Los pediatras disponen de varias tablas que permiten medir el crecimiento de los niños y de las niñas. Su estudio puede servir para identificar alteraciones y los ayuda a definir cambios necesarios para prevenir o manejar el problema.

Es necesario hacer seguimiento y monitorear el peso desde el nacimiento, pues los niños demasiado grandes al nacer podrían tener una alta probabilidad de sufrir problemas de salud como el sobrepeso/obesidad y mayor riesgo de padecer enfermedades cardiovasculares en el futuro. De la misma forma, la relación talla-peso (ya sea como IMC o porcentaje de peso ideal) no debe ser descuidada. Para sorpresa de muchos padres, en el caso de los niños menores de dos años y cuando solamente se utilizan las curvas de peso/edad, “si el peso se encuentra arriba del 85avo percentil para su edad, podríamos estar ante un futuro niño mayor y, probablemente, adulto joven obeso.

La obesidad es un serio problema en todo el mundo. Cada año aumenta la cifra de obesos en Venezuela, así como en todos los países en vías de desarrollo.

Hay diversos factores que contribuyen con esta ola de obesidad. Existen los de tipo hereditario, que son, sin lugar a dudas, unos de los principales. Y es que un hijo de padre obeso tiene cinco veces más probabilidades de tener, a su vez, un niño obeso.

Hay genes que predisponen la acumulación de grasa excesiva, pero el niño también copiará algunos comportamientos del padre obeso. Es por ello que se habla de factores socio-culturales -incluyendo los hábitos alimentarios de la madre durante el embarazo-, que afectan la correcta alimentación de los niños. Si una mujer embarazada tiene un aumento de peso desproporcionado, y sumó más de 10 kilos, es probable que tenga un bebé muy grande. Los bebés muy grandes recién nacidos suelen tener algún problema de sobrepeso y diabetes en el futuro.

Los hábitos alimentarios de la familia tienen mucho que aportar a un niño. Si en la familia no se consumen frutas, vegetales y suficiente agua, el niño jamás aprenderá a ingerirlos en la escuela. Las comidas a deshoras y el exceso de carbohidratos y comidas fritas confunden al cuerpo, el cual, en muchos casos, puede comenzar a tener problemas con la insulina.

La dedicación al trabajo por parte de los padres, quienes se ven obligados a cumplir horarios cada vez más difíciles para así sustentar económicamente a la familia, también afecta la nutrición de los niños. En muchos casos se recurre a la comida rápida, a los alimentos fáciles de cocinar o empacados, procesados y eso implica que estos niños están nutriéndose muy mal, y en general, dejan de recibir nutrientes especiales como fibra y vitaminas que sólo vienen en los vegetales y frutas.

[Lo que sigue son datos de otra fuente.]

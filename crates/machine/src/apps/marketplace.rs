//! Peer-to-peer marketplace application.
//!
//! Application storage: `pack_int(offer_fee) ‖ pack_int(match_fee) ‖
//! assets_app_id(4) ‖ pack_int(next_offer_id)`. Each seller's sub-record
//! is `instance_id(4) ‖ array(offers)`, an offer being `pack_int(id) ‖
//! data_len(8) ‖ array(goods) ‖ data_len(8) ‖ array(price) ‖
//! counterparty(12)` with goods/price elements shaped
//! `symbol(4) ‖ pack_int(amount)`.
//!
//! Listing escrows the goods at the marketplace's instance address;
//! matching atomically swaps the escrowed goods against the price and
//! deletes the offer. An all-zero counterparty makes an offer public.

use ethereum_types::U256;
use mam_codec::{
    ByteReader, account_array_to_bytes, array_to_bytes, find_app_record, pack_int, parse_array,
    put_length_prefixed,
};
use mam_common::{Address, InstanceId};
use mam_common::constants::INSTANCE_ID_LENGTH;

use crate::apps::{Catalogue, set_app_record};
use crate::context::ExecutionContext;
use crate::errors::VmError;

#[derive(Debug, Clone)]
pub struct Marketplace {
    instance_id: InstanceId,
    instance_address: Address,
}

/// Decoded marketplace configuration and offer counter.
#[derive(Debug, Clone, PartialEq, Eq)]
pub struct MarketState {
    pub offer_fee: U256,
    pub match_fee: U256,
    pub assets_app_id: InstanceId,
    /// Next offer id; advances by one per listing.
    pub next_offer_id: U256,
}

impl MarketState {
    pub fn decode(buf: &[u8]) -> Result<MarketState, VmError> {
        let mut reader = ByteReader::new(buf);
        let offer_fee = reader.read_packed_int("offer fee")?;
        let match_fee = reader.read_packed_int("match fee")?;
        let assets_app_id = reader.read_u32("marketplace assets app id")?;
        let next_offer_id = reader.read_packed_int("next offer id")?;
        Ok(MarketState {
            offer_fee,
            match_fee,
            assets_app_id,
            next_offer_id,
        })
    }

    pub fn encode(&self) -> Vec<u8> {
        let mut out = pack_int(self.offer_fee);
        out.extend_from_slice(&pack_int(self.match_fee));
        out.extend_from_slice(&self.assets_app_id.to_be_bytes());
        out.extend_from_slice(&pack_int(self.next_offer_id));
        out
    }
}

/// A listed offer inside a seller's sub-record.
#[derive(Debug, Clone, PartialEq, Eq)]
pub struct Offer {
    pub id: U256,
    /// Escrowed goods, each `symbol(4) ‖ pack_int(amount)`.
    pub goods: Vec<Vec<u8>>,
    /// Asking price, same element shape as the goods.
    pub price: Vec<Vec<u8>>,
    /// All zeros for a public offer.
    pub counterparty: Address,
}

impl Offer {
    pub fn decode(buf: &[u8]) -> Result<Offer, VmError> {
        let mut reader = ByteReader::new(buf);
        let id = reader.read_packed_int("offer id")?;
        let goods = parse_array(reader.read_length_prefixed("offer goods")?)?;
        let price = parse_array(reader.read_length_prefixed("offer price")?)?;
        let counterparty = reader.read_address("offer counterparty")?;
        Ok(Offer {
            id,
            goods,
            price,
            counterparty,
        })
    }

    pub fn encode(&self) -> Result<Vec<u8>, VmError> {
        let mut out = pack_int(self.id);
        put_length_prefixed(&mut out, &array_to_bytes(&self.goods)?);
        put_length_prefixed(&mut out, &array_to_bytes(&self.price)?);
        out.extend_from_slice(self.counterparty.as_bytes());
        Ok(out)
    }

    /// Whether `caller` may match this offer.
    fn open_to(&self, caller: &Address) -> bool {
        self.counterparty == Address::ZERO || self.counterparty == *caller
    }
}

impl Marketplace {
    pub const MAX_STORAGE: usize = 1024;

    pub fn new(instance_id: InstanceId, instance_address: Address) -> Self {
        Self {
            instance_id,
            instance_address,
        }
    }

    pub fn instance_id(&self) -> InstanceId {
        self.instance_id
    }

    pub fn instance_address(&self) -> Address {
        self.instance_address
    }

    pub(crate) fn execute(
        &self,
        catalogue: &Catalogue<'_>,
        caller: Address,
        selector: u8,
        params: &[u8],
        ctx: &mut ExecutionContext<'_>,
    ) -> Result<(), VmError> {
        match selector {
            1 => self.create(params, ctx),
            2 => self.list(catalogue, caller, params, ctx),
            3 => self.match_offer(catalogue, caller, params, ctx),
            4 => Err(VmError::NotImplemented("cancel")),
            other => Err(VmError::UnknownSelector {
                app: "marketplace",
                selector: other,
            }),
        }
    }

    /// `create(pack_int(offer_fee) ‖ pack_int(match_fee) ‖ assets_app_id(4))`
    ///
    /// Initializes the marketplace configuration with a fresh offer
    /// counter.
    fn create(&self, params: &[u8], ctx: &mut ExecutionContext<'_>) -> Result<(), VmError> {
        let mut reader = ByteReader::new(params);
        let offer_fee = reader.read_packed_int("offer fee")?;
        let match_fee = reader.read_packed_int("match fee")?;
        let assets_app_id = reader.read_u32("marketplace assets app id")?;
        ctx.op(3)?;
        let state = MarketState {
            offer_fee,
            match_fee,
            assets_app_id,
            next_offer_id: U256::zero(),
        };
        ctx.write_app_storage(self.instance_id, state.encode())?;
        Ok(())
    }

    /// `list(data_len(8) ‖ array(goods) ‖ data_len(8) ‖ array(price) ‖
    /// counterparty(12))`
    ///
    /// Escrows every good at the marketplace's address and appends the
    /// offer, under a fresh id, to the caller's sub-record.
    fn list(
        &self,
        catalogue: &Catalogue<'_>,
        caller: Address,
        params: &[u8],
        ctx: &mut ExecutionContext<'_>,
    ) -> Result<(), VmError> {
        let mut reader = ByteReader::new(params);
        let goods = parse_array(reader.read_length_prefixed("goods")?)?;
        let price = parse_array(reader.read_length_prefixed("price")?)?;
        let counterparty = reader.read_address("counterparty")?;

        let state_storage = ctx.read_app_storage(self.instance_id)?;
        let mut state = MarketState::decode(&state_storage)?;

        // Escrow the goods at the marketplace's address.
        let mut payload = Vec::with_capacity(goods.len());
        for good in &goods {
            let mut element = good.clone();
            element.extend_from_slice(self.instance_address.as_bytes());
            payload.push(element);
        }
        catalogue.app(state.assets_app_id)?.execute(
            catalogue,
            caller,
            3,
            &array_to_bytes(&payload)?,
            ctx,
        )?;

        let offer = Offer {
            id: state.next_offer_id,
            goods,
            price,
            counterparty,
        };

        // The escrow rewrote the caller's storage; read it back before
        // appending the offer.
        let caller_storage = ctx.read_account_storage(&caller)?;
        let mut records = parse_array(&caller_storage)?;
        let (index, mut offers) = match find_app_record(self.instance_id, &records) {
            Some((index, record)) => {
                let offers = parse_array(record.get(INSTANCE_ID_LENGTH..).unwrap_or_default())?;
                (Some(index), offers)
            }
            None => (None, Vec::new()),
        };
        ctx.op(3)?;
        offers.push(offer.encode()?);
        set_app_record(&mut records, index, self.encode_record(&offers)?);
        ctx.write_account_storage(&caller, account_array_to_bytes(&records)?)?;

        state.next_offer_id = state
            .next_offer_id
            .checked_add(U256::one())
            .ok_or(VmError::Overflow)?;
        ctx.write_app_storage(self.instance_id, state.encode())?;
        Ok(())
    }

    /// `match(seller(12) ‖ pack_int(offer_id))`
    ///
    /// Pays the price from the caller to the seller, releases the escrowed
    /// goods to the caller, and deletes the offer.
    fn match_offer(
        &self,
        catalogue: &Catalogue<'_>,
        caller: Address,
        params: &[u8],
        ctx: &mut ExecutionContext<'_>,
    ) -> Result<(), VmError> {
        let mut reader = ByteReader::new(params);
        let seller = reader.read_address("seller")?;
        let offer_id = reader.read_packed_int("offer id")?;

        let state_storage = ctx.read_app_storage(self.instance_id)?;
        let state = MarketState::decode(&state_storage)?;

        let seller_storage = ctx.read_account_storage(&seller)?;
        let records = parse_array(&seller_storage)?;
        let Some((_, record)) = find_app_record(self.instance_id, &records) else {
            return Err(VmError::OfferNotFound(offer_id));
        };
        let offers = parse_array(record.get(INSTANCE_ID_LENGTH..).unwrap_or_default())?;
        let offer = offers
            .iter()
            .map(|encoded| Offer::decode(encoded))
            .collect::<Result<Vec<_>, _>>()?
            .into_iter()
            .find(|offer| offer.id == offer_id)
            .ok_or(VmError::OfferNotFound(offer_id))?;

        ctx.op(3)?;
        if !offer.open_to(&caller) {
            return Err(VmError::PrivateOffer);
        }

        // Price moves from the matcher to the seller.
        let mut price_payload = Vec::with_capacity(offer.price.len());
        for element in &offer.price {
            let mut transfer = element.clone();
            transfer.extend_from_slice(seller.as_bytes());
            price_payload.push(transfer);
        }
        catalogue.app(state.assets_app_id)?.execute(
            catalogue,
            caller,
            3,
            &array_to_bytes(&price_payload)?,
            ctx,
        )?;

        // Escrowed goods move from the marketplace to the matcher.
        let mut goods_payload = Vec::with_capacity(offer.goods.len());
        for element in &offer.goods {
            let mut transfer = element.clone();
            transfer.extend_from_slice(caller.as_bytes());
            goods_payload.push(transfer);
        }
        catalogue.app(state.assets_app_id)?.execute(
            catalogue,
            self.instance_address,
            3,
            &array_to_bytes(&goods_payload)?,
            ctx,
        )?;

        // The transfers rewrote the seller's storage; delete the matched
        // offer from the fresh copy.
        let seller_storage = ctx.read_account_storage(&seller)?;
        let mut records = parse_array(&seller_storage)?;
        let Some((index, record)) = find_app_record(self.instance_id, &records) else {
            return Err(VmError::Internal("seller record vanished"));
        };
        let mut offers = parse_array(record.get(INSTANCE_ID_LENGTH..).unwrap_or_default())?;
        offers.retain(|encoded| {
            Offer::decode(encoded).map(|o| o.id != offer_id).unwrap_or(true)
        });
        records[index] = self.encode_record(&offers)?;
        ctx.write_account_storage(&seller, account_array_to_bytes(&records)?)?;
        Ok(())
    }

    fn encode_record(&self, offers: &[Vec<u8>]) -> Result<Vec<u8>, VmError> {
        let mut record = self.instance_id.to_be_bytes().to_vec();
        record.extend_from_slice(&array_to_bytes(offers)?);
        Ok(record)
    }
}

#[cfg(test)]
mod tests {
    use super::*;

    fn offer() -> Offer {
        let mut good = b"LAMA".to_vec();
        good.extend_from_slice(&pack_int(U256::one()));
        let mut price = b"FIAT".to_vec();
        price.extend_from_slice(&pack_int(U256::one()));
        Offer {
            id: U256::from(3u64),
            goods: vec![good],
            price: vec![price],
            counterparty: Address::ZERO,
        }
    }

    #[test]
    fn offer_roundtrip() {
        let offer = offer();
        let decoded = Offer::decode(&offer.encode().unwrap()).unwrap();
        assert_eq!(decoded, offer);
    }

    #[test]
    fn market_state_roundtrip() {
        let state = MarketState {
            offer_fee: U256::from(5u64),
            match_fee: U256::from(7u64),
            assets_app_id: 1,
            next_offer_id: U256::from(12u64),
        };
        assert_eq!(MarketState::decode(&state.encode()).unwrap(), state);
    }

    #[test]
    fn public_offers_are_open_to_anyone() {
        let offer = offer();
        assert!(offer.open_to(&Address([0x11; 12])));
    }

    #[test]
    fn reserved_offers_are_open_to_the_counterparty_only() {
        let mut offer = offer();
        offer.counterparty = Address([0x22; 12]);
        assert!(offer.open_to(&Address([0x22; 12])));
        assert!(!offer.open_to(&Address([0x11; 12])));
    }
}
pub type Symbol = [u8; SYMBOL_LENGTH];

#[derive(Debug, Clone)]
pub struct Assets {
    instance_id: InstanceId,
    instance_address: Address,
}

/// Decoded token-info record from the registry.
#[derive(Debug, Clone, PartialEq, Eq)]
pub struct TokenInfo {
    pub symbol: Symbol,
    pub token_type: u8,
    pub admin: Address,
    pub modes: Vec<u8>,
    pub total_supply: U256,
    pub decimals: U256,
}

impl TokenInfo {
    pub fn decode(buf: &[u8]) -> Result<TokenInfo, VmError> {
        let mut reader = ByteReader::new(buf);
        let symbol: Symbol = reader
            .take(SYMBOL_LENGTH, "token symbol")?
            .try_into()
            .map_err(|_| VmError::Internal("symbol width"))?;
        let token_type = reader.read_u8("token type")?;
        let admin = reader.read_address("token admin")?;
        let mode_count = reader.read_u8("token mode count")?;
        let modes = reader.take(usize::from(mode_count), "token modes")?.to_vec();
        let data = reader.read_length_prefixed("token data")?;
        match token_type {
            TYPE_FUNGIBLE => {
                let mut data = ByteReader::new(data);
                let total_supply = data.read_packed_int("total supply")?;
                let decimals = data.read_packed_int("decimals")?;
                Ok(TokenInfo {
                    symbol,
                    token_type,
                    admin,
                    modes,
                    total_supply,
                    decimals,
                })
            }
            TYPE_NON_FUNGIBLE => Err(VmError::NotImplemented("non-fungible tokens")),
            other => Err(VmError::InvalidTokenType(other)),
        }
    }

    pub fn encode(&self) -> Vec<u8> {
        let mut data = pack_int(self.total_supply);
        data.extend_from_slice(&pack_int(self.decimals));

        let mut out = Vec::with_capacity(
            SYMBOL_LENGTH + 1 + 12 + 1 + self.modes.len() + DATA_LEN_LENGTH + data.len(),
        );
        out.extend_from_slice(&self.symbol);
        out.push(self.token_type);
        out.extend_from_slice(self.admin.as_bytes());
        out.push(u8::try_from(self.modes.len()).unwrap_or(u8::MAX));
        out.extend_from_slice(&self.modes);
        put_length_prefixed(&mut out, &data);
        out
    }

    /// Whether `minter` may mint this token.
    pub fn is_mintable_by(&self, minter: &Address) -> bool {
        self.token_type == TYPE_FUNGIBLE
            && self.admin == *minter
            && !self.modes.contains(&MODE_NOT_MINTABLE)
    }
}

impl Assets {
    pub const MAX_STORAGE: usize = 128 * 1024 * 1024;

    pub fn new(instance_id: InstanceId, instance_address: Address) -> Self {
        Self {
            instance_id,
            instance_address,
        }
    }

    pub fn instance_id(&self) -> InstanceId {
        self.instance_id
    }

    pub fn instance_address(&self) -> Address {
        self.instance_address
    }

    pub(crate) fn execute(
        &self,
        caller: Address,
        selector: u8,
        params: &[u8],
        ctx: &mut ExecutionContext<'_>,
    ) -> Result<(), VmError> {
        match selector {
            1 => self.create(params, ctx),
            2 => self.mint(caller, params, ctx),
            3 => self.transfer(caller, params, ctx),
            4 => Err(VmError::NotImplemented("set_admin")),
            5 => Err(VmError::NotImplemented("set_modes")),
            other => Err(VmError::UnknownSelector {
                app: "assets",
                selector: other,
            }),
        }
    }

    /// `create(token_info)` — register a new token.
    ///
    /// Fungible tokens must start with zero supply and at most 18 decimals.
    fn create(&self, params: &[u8], ctx: &mut ExecutionContext<'_>) -> Result<(), VmError> {
        let registry_storage = ctx.read_app_storage(self.instance_id)?;
        ctx.op(3)?;
        let mut registry = parse_array(&registry_storage)?;
        let new_token = TokenInfo::decode(params)?;

        for record in &registry {
            if record.get(..SYMBOL_LENGTH) == Some(new_token.symbol.as_slice()) {
                return Err(VmError::TokenExists(symbol_display(&new_token.symbol)));
            }
        }

        if !new_token.total_supply.is_zero() {
            return Err(VmError::NonZeroInitialSupply);
        }
        if new_token.decimals > U256::from(MAX_TOKEN_DECIMALS) {
            return Err(VmError::DecimalsTooLarge);
        }

        ctx.op(5)?;
        registry.push(new_token.encode());
        ctx.write_app_storage(self.instance_id, array_to_bytes(&registry)?)?;
        Ok(())
    }

    /// `mint(symbol(4) ‖ array of (pack_int(amount) ‖ recipient(12)))`
    ///
    /// Only the token admin may mint, and only while the token carries no
    /// not-mintable mode. The registry's total supply advances by the
    /// minted sum.
    fn mint(
        &self,
        caller: Address,
        params: &[u8],
        ctx: &mut ExecutionContext<'_>,
    ) -> Result<(), VmError> {
        let mut reader = ByteReader::new(params);
        let symbol: Symbol = reader
            .take(SYMBOL_LENGTH, "token symbol")?
            .try_into()
            .map_err(|_| VmError::Internal("symbol width"))?;
        let mint_list = parse_array(reader.rest())?;

        let registry_storage = ctx.read_app_storage(self.instance_id)?;
        let mut registry = parse_array(&registry_storage)?;
        let (token_index, mut token) = Self::find_token(&registry, &symbol)?;
        if !token.is_mintable_by(&caller) {
            return Err(VmError::NotMintable);
        }

        let mut minted = U256::zero();
        for entry in &mint_list {
            ctx.op(4)?;
            let mut entry = ByteReader::new(entry);
            let amount = entry.read_packed_int("mint amount")?;
            let recipient = entry.read_address("mint recipient")?;

            let recipient_storage = ctx.read_account_storage(&recipient)?;
            let mut records = parse_array(&recipient_storage)?;
            let (index, record) = find_app_record(self.instance_id, &records)
                .map(|(index, record)| (Some(index), record.to_vec()))
                .unwrap_or((None, Vec::new()));
            let credited = Self::credit_balance(
                self.instance_id,
                &record,
                &symbol,
                token.token_type,
                amount,
                ctx,
            )?;
            set_app_record(&mut records, index, credited);
            ctx.write_account_storage(&recipient, account_array_to_bytes(&records)?)?;

            minted = minted.checked_add(amount).ok_or(VmError::Overflow)?;
        }

        token.total_supply = token
            .total_supply
            .checked_add(minted)
            .ok_or(VmError::Overflow)?;
        set_app_record(&mut registry, Some(token_index), token.encode());
        ctx.write_app_storage(self.instance_id, array_to_bytes(&registry)?)?;
        Ok(())
    }

    /// `transfer(array of (symbol(4) ‖ pack_int(amount) ‖ recipient(12)))`
    ///
    /// Zero amounts are skipped. The caller must already hold a sub-ledger
    /// for the token; the recipient's is created on first credit.
    fn transfer(
        &self,
        caller: Address,
        params: &[u8],
        ctx: &mut ExecutionContext<'_>,
    ) -> Result<(), VmError> {
        let token_params = parse_array(params)?;
        let registry_storage = ctx.read_app_storage(self.instance_id)?;
        let registry = parse_array(&registry_storage)?;

        for param in &token_params {
            ctx.op(4)?;
            let mut reader = ByteReader::new(param);
            let symbol: Symbol = reader
                .take(SYMBOL_LENGTH, "token symbol")?
                .try_into()
                .map_err(|_| VmError::Internal("symbol width"))?;
            let (_, token) = Self::find_token(&registry, &symbol)?;
            let amount = reader.read_packed_int("transfer amount")?;
            if amount.is_zero() {
                continue;
            }
            let recipient = reader.read_address("transfer recipient")?;

            let caller_storage = ctx.read_account_storage(&caller)?;
            let mut records = parse_array(&caller_storage)?;
            let Some((index, record)) = find_app_record(self.instance_id, &records) else {
                return Err(VmError::MissingAssetRecord(symbol_display(&symbol)));
            };
            let debited = Self::debit_balance(
                self.instance_id,
                record,
                &symbol,
                token.token_type,
                amount,
                ctx,
            )?;
            records[index] = debited;
            ctx.write_account_storage(&caller, account_array_to_bytes(&records)?)?;

            let recipient_storage = ctx.read_account_storage(&recipient)?;
            let mut records = parse_array(&recipient_storage)?;
            let (index, record) = find_app_record(self.instance_id, &records)
                .map(|(index, record)| (Some(index), record.to_vec()))
                .unwrap_or((None, Vec::new()));
            let credited = Self::credit_balance(
                self.instance_id,
                &record,
                &symbol,
                token.token_type,
                amount,
                ctx,
            )?;
            set_app_record(&mut records, index, credited);
            ctx.write_account_storage(&recipient, account_array_to_bytes(&records)?)?;
        }
        Ok(())
    }

    fn find_token(registry: &[Vec<u8>], symbol: &Symbol) -> Result<(usize, TokenInfo), VmError> {
        for (index, record) in registry.iter().enumerate() {
            if record.get(..SYMBOL_LENGTH) == Some(symbol.as_slice()) {
                return Ok((index, TokenInfo::decode(record)?));
            }
        }
        Err(VmError::SymbolNotFound(symbol_display(symbol)))
    }

    // ── Sub-ledger helpers ────────────────────────────────────────

    pub(crate) fn credit_balance(
        instance_id: InstanceId,
        record: &[u8],
        symbol: &Symbol,
        token_type: u8,
        amount: U256,
        ctx: &mut ExecutionContext<'_>,
    ) -> Result<Vec<u8>, VmError> {
        Self::apply_balance_change(instance_id, record, symbol, token_type, amount, true, ctx)
    }

    pub(crate) fn debit_balance(
        instance_id: InstanceId,
        record: &[u8],
        symbol: &Symbol,
        token_type: u8,
        amount: U256,
        ctx: &mut ExecutionContext<'_>,
    ) -> Result<Vec<u8>, VmError> {
        Self::apply_balance_change(instance_id, record, symbol, token_type, amount, false, ctx)
    }

    /// Adjust one token entry inside an account's asset sub-record.
    ///
    /// A balance reaching zero removes the entry; a credit to a missing
    /// entry inserts one; a missing sub-record is created around the entry.
    /// Debiting past zero fails.
    fn apply_balance_change(
        instance_id: InstanceId,
        record: &[u8],
        symbol: &Symbol,
        token_type: u8,
        amount: U256,
        credit: bool,
        ctx: &mut ExecutionContext<'_>,
    ) -> Result<Vec<u8>, VmError> {
        ctx.op(3)?;
        if token_type == TYPE_NON_FUNGIBLE {
            return Err(VmError::NotImplemented("non-fungible tokens"));
        }
        if token_type != TYPE_FUNGIBLE {
            return Err(VmError::InvalidTokenType(token_type));
        }

        let mut entries = match record.get(ENTRIES_OFFSET..) {
            Some(entry_bytes) => parse_array(entry_bytes)?,
            None => Vec::new(),
        };

        let mut applied = false;
        for index in 0..entries.len() {
            let entry = &entries[index];
            let entry_symbol = entry.get(..SYMBOL_LENGTH);
            let entry_type = entry.get(SYMBOL_LENGTH).copied();
            if entry_symbol != Some(symbol.as_slice()) || entry_type != Some(token_type) {
                continue;
            }
            ctx.op(5)?;
            let (balance, _) = unpack_int(entry, SYMBOL_LENGTH + 1)?;
            let updated = if credit {
                balance.checked_add(amount).ok_or(VmError::Overflow)?
            } else {
                balance
                    .checked_sub(amount)
                    .ok_or_else(|| VmError::InsufficientAssetBalance {
                        symbol: symbol_display(symbol),
                        have: balance,
                        need: amount,
                    })?
            };
            ctx.op(2)?;
            if updated.is_zero() {
                entries.remove(index);
            } else {
                entries[index] = Self::encode_entry(symbol, token_type, updated);
            }
            applied = true;
            break;
        }

        if !applied {
            if !credit {
                return Err(VmError::InsufficientAssetBalance {
                    symbol: symbol_display(symbol),
                    have: U256::zero(),
                    need: amount,
                });
            }
            ctx.op(9)?;
            entries.push(Self::encode_entry(symbol, token_type, amount));
        }

        ctx.op(7)?;
        let entry_bytes = array_to_bytes(&entries)?;
        let mut updated = Vec::with_capacity(ENTRIES_OFFSET + entry_bytes.len());
        updated.extend_from_slice(&instance_id.to_be_bytes());
        put_length_prefixed(&mut updated, &entry_bytes);
        Ok(updated)
    }

    fn encode_entry(symbol: &Symbol, token_type: u8, balance: U256) -> Vec<u8> {
        let mut entry = Vec::with_capacity(SYMBOL_LENGTH + 1 + DATA_LEN_LENGTH + 32);
        entry.extend_from_slice(symbol);
        entry.push(token_type);
        entry.extend_from_slice(&pack_int(balance));
        entry
    }

    // ── Introspection ─────────────────────────────────────────────

    /// Decode every fungible token entry inside an asset sub-record into
    /// `symbol -> (type, balance)`.
    pub fn account_tokens(
        record: &[u8],
        ctx: &mut ExecutionContext<'_>,
    ) -> Result<BTreeMap<Symbol, (u8, U256)>, VmError> {
        ctx.op(1)?;
        let mut tokens = BTreeMap::new();
        let Some(entry_bytes) = record.get(ENTRIES_OFFSET..) else {
            return Ok(tokens);
        };
        for entry in parse_array(entry_bytes)? {
            ctx.op(4)?;
            let mut reader = ByteReader::new(&entry);
            let symbol: Symbol = reader
                .take(SYMBOL_LENGTH, "token symbol")?
                .try_into()
                .map_err(|_| VmError::Internal("symbol width"))?;
            let token_type = reader.read_u8("token type")?;
            if token_type == TYPE_NON_FUNGIBLE {
                return Err(VmError::NotImplemented("non-fungible tokens"));
            }
            if token_type != TYPE_FUNGIBLE {
                return Err(VmError::InvalidTokenType(token_type));
            }
            ctx.op(5)?;
            let balance = reader.read_packed_int("token balance")?;
            tokens.insert(symbol, (token_type, balance));
        }
        Ok(tokens)
    }

    /// Balance of one token held by an account, decoded from its full
    /// account storage. Read-only introspection for external harnesses.
    pub fn balance_of(
        account_storage: &[u8],
        assets_app_id: InstanceId,
        symbol: &Symbol,
    ) -> U256 {
        let Ok(records) = parse_array(account_storage) else {
            return U256::zero();
        };
        let Some((_, record)) = find_app_record(assets_app_id, &records) else {
            return U256::zero();
        };
        let mut ctx = ExecutionContext::no_op();
        Self::account_tokens(record, &mut ctx)
            .ok()
            .and_then(|tokens| tokens.get(symbol).map(|(_, balance)| *balance))
            .unwrap_or_default()
    }
}
#[test]
#[serial]
fn account_sub_records_stay_sorted_by_instance_id() {
    let mut bed = setup();
    // Touch B with apps out of id order: chat (4) before assets (1).
    execute(
        &mut bed.mam,
        ADDR_B,
        bed.chat_id,
        1,
        &payload_send_message(b"world", b"Hello !"),
    );
    execute(&mut bed.mam, ADDR_A, bed.assets_id, 1, &payload_create_token(&LAMA, &ADDR_A));
    execute(&mut bed.mam, ADDR_A, bed.assets_id, 2, &payload_mint(&LAMA, 5, &ADDR_B));

    let records = parse_array(&bed.mam.read_account_storage(&ADDR_B)).expect("account records");
    let ids: Vec<u32> = records
        .iter()
        .map(|record| u32::from_be_bytes(record[..4].try_into().expect("record header")))
        .collect();
    let mut sorted = ids.clone();
    sorted.sort_unstable();
    assert_eq!(ids, sorted);
    assert!(ids.windows(2).all(|pair| pair[0] < pair[1]));
}

#[test]
#[serial]
fn out_of_gas_charges_the_full_budget() {
    let mut bed = setup();
    let balance_before = mcm_balance(&bed.mam, &ADDR_A);
    let max_gas = 5;
    let outcome = bed
        .mam
        .call(
            false,
            ADDR_A,
            Some(max_gas),
            MCM_APP_ID,
            1,
            &payload_create_tag(&Address([0x44; 12]), TAG_FUNDING),
        )
        .expect("dispatch");
    assert_eq!(outcome.error, Some(VmError::OutOfGas));
    assert_eq!(outcome.gas_used, max_gas);
    assert_eq!(
        mcm_balance(&bed.mam, &ADDR_A),
        balance_before - max_gas * GAS_PRICE
    );
}

#[test]
#[serial]
fn dry_run_failure_reports_real_gas_and_charges_nothing() {
    let mut bed = setup();
    let balance_before = mcm_balance(&bed.mam, &ADDR_A);
    let outcome = bed
        .mam
        .call(
            true,
            ADDR_A,
            None,
            MCM_APP_ID,
            1,
            &payload_create_tag(&ADDR_B, TAG_FUNDING),
        )
        .expect("dispatch");
    assert!(matches!(outcome.error, Some(VmError::AddressExists(_))));
    assert!(outcome.gas_used > 0);
    assert_eq!(mcm_balance(&bed.mam, &ADDR_A), balance_before);
}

Otro aspecto, ligado íntimamente al tema laboral, es que cada vez se deja más de lado la lactancia materna. En muchos países, menos de 25% de los bebés menores de dos meses reciben lactancia materna exclusiva. Hacia los nueve meses, sólo 5% de los bebés la recibe. El uso de las fórmulas alternativas no ofrece las grandes propiedades nutricionales, inmunológicas y afectivas de la lactancia materna. La leche materna constituye el mejor alimento para cualquier niño menor de seis meses en cualquier lugar del mundo.

Las meriendas de los colegios así como los almuerzos, no suelen ser los de mejor calidad nutricional para los niños. Los padres deben asegurarse que los niños reciban una alimentación balanceada en casa. Generalmente, fuera de ella la posibilidad de comer frutas y vegetales es mucho menor, y es alta la oferta de carbohidratos, como pastas y papas fritas.

En el hogar, los niños están realizando menos actividad física. La inseguridad acosa a los hogares de miles de personas en todo el planeta, por lo que se convierte en la excusa de los padres para permitir muchas más horas frente al televisor, conectados a Internet o con los videojuegos. Los pequeños hacen menos deportes, están menos expuestos al sol y ni siquiera salen a jugar con los padres durante el fin de semana.

Las horas frente al televisor están muy involucradas con la obesidad (ocho horas de TV diarias incrementan cinco veces la posibilidad de obesidad). Otros factores que inciden son el no desayunar en casa y no dormir lo suficiente.